Pipes
Pipes
A pipe is a mechanism that allows the output of one command to be used as the input to another command. Pipes are used to combine multiple commands to perform more complex operations. In a pipeline, each command is executed in a separate process, and the standard output of the previous command is used as the standard input of the next command.
The symbol used to represent a pipe is the vertical bar |
. To use a pipe, simply place it between the commands that you want to combine. For example:
$ ls | grep txt
In this example, the ls
command lists all files in the current directory, and the grep
command searches for lines containing the string "txt" in the output of the ls
command. The result is a list of files that have "txt" in their names.

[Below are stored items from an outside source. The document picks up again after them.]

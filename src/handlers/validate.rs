// Request field validation shared by the public and protected handlers
use chrono::NaiveDate;

use crate::database::models::BIRTH_DATE_FORMAT;
use crate::error::ApiError;

pub const MIN_PASSWORD_LEN: usize = 6;
const MAX_NAME_LEN: usize = 255;

pub fn validate_username_format(username: &str) -> Result<(), String> {
    if username.is_empty() {
        return Err("Username cannot be empty".to_string());
    }

    if username.chars().count() < 3 {
        return Err("Username must be at least 3 characters".to_string());
    }

    if username.chars().count() > 50 {
        return Err("Username must be less than 50 characters".to_string());
    }

    // Allow alphanumeric, underscore, hyphen, dot
    if !username
        .chars()
        .all(|c| c.is_alphanumeric() || c == '_' || c == '-' || c == '.')
    {
        return Err("Username can only contain letters, numbers, underscore, hyphen and dot".to_string());
    }

    if !username.chars().next().is_some_and(char::is_alphanumeric) {
        return Err("Username must start with a letter or number".to_string());
    }

    Ok(())
}

pub fn validate_email_format(email: &str) -> Result<(), String> {
    if email.is_empty() {
        return Err("Email cannot be empty".to_string());
    }

    let Some((local, domain)) = email.split_once('@') else {
        return Err("Invalid email format".to_string());
    };
    if local.is_empty() || domain.is_empty() || domain.contains('@') || !domain.contains('.') {
        return Err("Invalid email format".to_string());
    }
    if domain.starts_with('.') || domain.ends_with('.') || email.chars().any(char::is_whitespace) {
        return Err("Invalid email format".to_string());
    }

    Ok(())
}

pub fn validate_password(password: &str) -> Result<(), String> {
    if password.is_empty() {
        return Err("Password cannot be empty".to_string());
    }
    if password.chars().count() < MIN_PASSWORD_LEN {
        return Err(format!("Password must be at least {} characters", MIN_PASSWORD_LEN));
    }
    Ok(())
}

/// Non-blank name/title bounded to the column width
pub fn validate_name(value: &str) -> Result<(), String> {
    if value.trim().is_empty() {
        return Err("is required".to_string());
    }
    if value.chars().count() > MAX_NAME_LEN {
        return Err(format!("must be at most {} characters", MAX_NAME_LEN));
    }
    Ok(())
}

pub fn validate_id(value: i64) -> Result<(), String> {
    if value <= 0 {
        return Err("must be a positive id".to_string());
    }
    Ok(())
}

/// `DD-MM-YYYY`; blank means unset
pub fn parse_birth_date(raw: Option<&str>) -> Result<Option<NaiveDate>, String> {
    match raw.map(str::trim) {
        None | Some("") => Ok(None),
        Some(s) => NaiveDate::parse_from_str(s, BIRTH_DATE_FORMAT)
            .map(Some)
            .map_err(|_| "must be a date in DD-MM-YYYY format".to_string()),
    }
}

/// Run a field check and turn failure into a 400 naming the field
pub fn check(field: &str, result: Result<(), String>) -> Result<(), ApiError> {
    result.map_err(|problem| ApiError::invalid_field(field, problem))
}
// handlers/public/categories.rs - GET /api/keeper/categories

use axum::extract::State;
use serde_json::{json, Value};

use crate::app::AppState;
use crate::middleware::{ApiResponse, ApiResult};

pub async fn categories_get(State(state): State<AppState>) -> ApiResult<Value> {
    let categories = state.keeper.categories().await?;
    Ok(ApiResponse::success(json!({ "categories": categories })))
}
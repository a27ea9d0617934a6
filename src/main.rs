mod cli;

fn main() {
    if let Err(err) = cli::run() {
        eprintln!("error: {err}");
        std::process::exit(1);
    }
}
//! In-memory fuzzy string search over NDJSON datasets.
//!
//! One nominated JSON field per record is indexed into a sorted primary
//! table (exact and prefix lookups) and an n-gram inverted index scored with
//! OSA edit distance (fuzzy lookups); the full record line stays retrievable
//! as the payload. [`web`] exposes the whole thing over HTTP.

mod database;
mod dataset;
mod distance;
mod index;
mod ngram;
mod normalize;
mod results;

pub mod web;

pub use database::{Database, DatabaseBuilder, DatabaseOptions};
pub use dataset::{Dataset, DatasetError, LineId, LineRef, StorageMode};
pub use distance::osa;
pub use ngram::{NgramSize, Token, tokens};
pub use normalize::{normalize, normalize_bytes};
pub use results::{ExtractOptions, Hit, ResultSet};
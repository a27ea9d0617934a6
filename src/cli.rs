use std::collections::HashSet;
use std::error::Error;
use std::net::SocketAddr;
use std::path::PathBuf;
use std::sync::Arc;
use std::sync::atomic::{AtomicBool, Ordering};
use std::time::Instant;

use clap::{ArgGroup, Parser};
use quickmatch::web::{self, AppState, WebConfig};
use quickmatch::{
    Database, DatabaseBuilder, DatabaseOptions, Dataset, DatasetError, LineId, LineRef, NgramSize,
    StorageMode,
};
use tokio::runtime::Builder as TokioRuntimeBuilder;
use tracing::{error, info, warn};
use tracing_subscriber::{EnvFilter, fmt};

#[derive(Parser, Debug)]
#[command(
    name = "quickmatch",
    about = "Fuzzy, exact and completion lookup over NDJSON datasets",
    version
)]
#[command(group(ArgGroup::new("ngram").args(["bigram", "trigram", "tetragram"])))]
struct Cli {
    /// NDJSON dataset files to index, in order.
    #[arg(required = true)]
    datasets: Vec<PathBuf>,

    /// Port to listen on.
    #[arg(short = 'p', long, default_value_t = 8080, value_parser = clap::value_parser!(u16).range(1..))]
    port: u16,

    /// JSON field whose value is indexed as the record name.
    #[arg(short = 'n', long = "name-field", default_value = "name")]
    name_field: String,

    /// Per-page result cap for exact and completion queries; 0 or negative
    /// means unlimited.
    #[arg(short = 'l', long, default_value_t = 100, allow_negative_numbers = true)]
    limit: i64,

    /// Drop n-gram buckets holding more elements than this at build time;
    /// 0 or negative disables pruning.
    #[arg(short = 'b', long = "bucket-cap", default_value_t = 0, allow_negative_numbers = true)]
    bucket_cap: i64,

    /// Index bigrams (the default).
    #[arg(long)]
    bigram: bool,

    /// Index trigrams.
    #[arg(long)]
    trigram: bool,

    /// Index tetragrams.
    #[arg(long)]
    tetragram: bool,

    /// Skip fuzzy candidates whose first letter differs from the query's.
    #[arg(short = 'f', long = "first-letter")]
    first_letter: bool,

    /// Keep only line offsets in memory and re-read payloads from disk.
    #[arg(long)]
    disk: bool,

    /// Skip lines whose full text was already ingested.
    #[arg(short = 'd', long = "duplicate-check")]
    duplicate_check: bool,
}

impl Cli {
    fn ngram_size(&self) -> NgramSize {
        if self.tetragram {
            NgramSize::Tetragram
        } else if self.trigram {
            NgramSize::Trigram
        } else {
            NgramSize::Bigram
        }
    }

    fn database_options(&self) -> DatabaseOptions {
        DatabaseOptions {
            ngram_size: self.ngram_size(),
            first_letter: self.first_letter,
            max_bucket_size: (self.bucket_cap > 0).then_some(self.bucket_cap as u64),
            result_limit: self.limit.max(0) as usize,
        }
    }

    fn storage_mode(&self) -> StorageMode {
        if self.disk {
            StorageMode::Disk
        } else {
            StorageMode::Memory
        }
    }
}

pub fn run() -> Result<(), Box<dyn Error>> {
    let cli = Cli::parse();
    init_logging();

    let options = cli.database_options();
    let mode = cli.storage_mode();
    let addr = SocketAddr::from(([0, 0, 0, 0], cli.port));
    let abort = Arc::new(AtomicBool::new(false));

    let runtime = TokioRuntimeBuilder::new_multi_thread().enable_all().build()?;
    runtime.block_on(async {
        // One watcher covers the load phase; the serve loop registers its own
        // listener for graceful shutdown.
        let watcher = tokio::spawn(flag_on_shutdown(abort.clone()));

        let loaded = {
            let paths = cli.datasets.clone();
            let name_field = cli.name_field.clone();
            let duplicate_check = cli.duplicate_check;
            let abort = abort.clone();
            tokio::task::spawn_blocking(move || {
                load_datasets(&paths, &name_field, mode, options, duplicate_check, &abort)
            })
            .await?
        }?;

        if abort.load(Ordering::Relaxed) {
            info!("interrupted during dataset load, exiting");
            return Ok(());
        }

        let state = Arc::new(AppState {
            database: loaded.database,
            datasets: loaded.datasets,
            name_field: cli.name_field.clone(),
        });
        web::serve(state, WebConfig { addr }, abort).await?;
        watcher.abort();
        Ok(())
    })
}

async fn flag_on_shutdown(abort: Arc<AtomicBool>) {
    let _ = tokio::signal::ctrl_c().await;
    abort.store(true, Ordering::Relaxed);
}

struct Loaded {
    database: Database<LineRef>,
    datasets: Vec<Dataset>,
}

/// Reads every dataset in order, indexing the nominated name field of each
/// parsable line.
///
/// Unreadable files are skipped; an I/O failure mid-file is fatal because
/// already-assigned ids cannot be safely unwound.
fn load_datasets(
    paths: &[PathBuf],
    name_field: &str,
    mode: StorageMode,
    options: DatabaseOptions,
    duplicate_check: bool,
    abort: &AtomicBool,
) -> Result<Loaded, DatasetError> {
    let mut builder = DatabaseBuilder::new(options);
    let mut datasets = Vec::new();
    let mut seen = duplicate_check.then(HashSet::new);

    for path in paths {
        if abort.load(Ordering::Relaxed) {
            break;
        }
        let dataset_id = datasets.len();
        let before = builder.len();
        let started = Instant::now();
        let result = Dataset::open(path, mode, abort, |line, text| {
            ingest_line(&mut builder, seen.as_mut(), name_field, dataset_id, line, text);
        });
        match result {
            Ok(dataset) => {
                info!(
                    path = %path.display(),
                    lines = dataset.len(),
                    records = builder.len() - before,
                    elapsed_ms = started.elapsed().as_millis() as u64,
                    "dataset loaded"
                );
                datasets.push(dataset);
            }
            Err(DatasetError::Open(err)) => {
                error!(path = %path.display(), %err, "skipping unreadable dataset");
            }
            Err(err) => {
                error!(path = %path.display(), %err, "dataset read failed mid-stream");
                return Err(err);
            }
        }
    }

    // The duplicate set is only needed while loading.
    drop(seen);

    let started = Instant::now();
    let database = builder.build();
    info!(
        records = database.len(),
        tokens = database.token_count(),
        elapsed_ms = started.elapsed().as_millis() as u64,
        "index built"
    );
    Ok(Loaded { database, datasets })
}

fn ingest_line(
    builder: &mut DatabaseBuilder<LineRef>,
    seen: Option<&mut HashSet<String>>,
    name_field: &str,
    dataset: usize,
    line: LineId,
    text: &str,
) {
    if text.trim().is_empty() {
        return;
    }
    if let Some(seen) = seen
        && !seen.insert(text.to_owned())
    {
        return;
    }
    match serde_json::from_str::<serde_json::Value>(text) {
        Ok(value) => match value.get(name_field).and_then(|v| v.as_str()) {
            Some(name) => builder.add(name, LineRef { dataset, line }),
            None => warn!(line, field = name_field, "record has no string name field"),
        },
        Err(err) => warn!(line, %err, "skipping malformed record"),
    }
}

fn init_logging() {
    let env_filter = EnvFilter::try_from_default_env()
        .unwrap_or_else(|_| EnvFilter::new("info,tower_http=info"));
    let _ = fmt()
        .with_env_filter(env_filter)
        .with_target(false)
        .compact()
        .try_init();
}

Here's another example that uses multiple pipes:
$ ps aux | grep firefox | awk '{print $2}' | xargs kill -9
In this example, the ps
command lists all running processes, and the grep
command searches for lines containing the string "firefox" in the output of the ps
command. The awk
command extracts the second field (the process ID) from each matching line, and the xargs
command passes the process IDs as arguments to the kill
command, which terminates the processes.
Pipes can be nested to create even more complex pipelines. For example:
$ cat file.txt | sort | uniq | wc -l
In this example, the cat
command outputs the contents of the file file.txt
, the sort
command sorts the lines in alphabetical order, the uniq
command removes duplicate lines, and the wc
command counts the number of lines in the output. The result is the number of unique lines in the file.
Pipes are a powerful feature of the command line, and they allow you to combine simple commands in creative ways to accomplish complex tasks.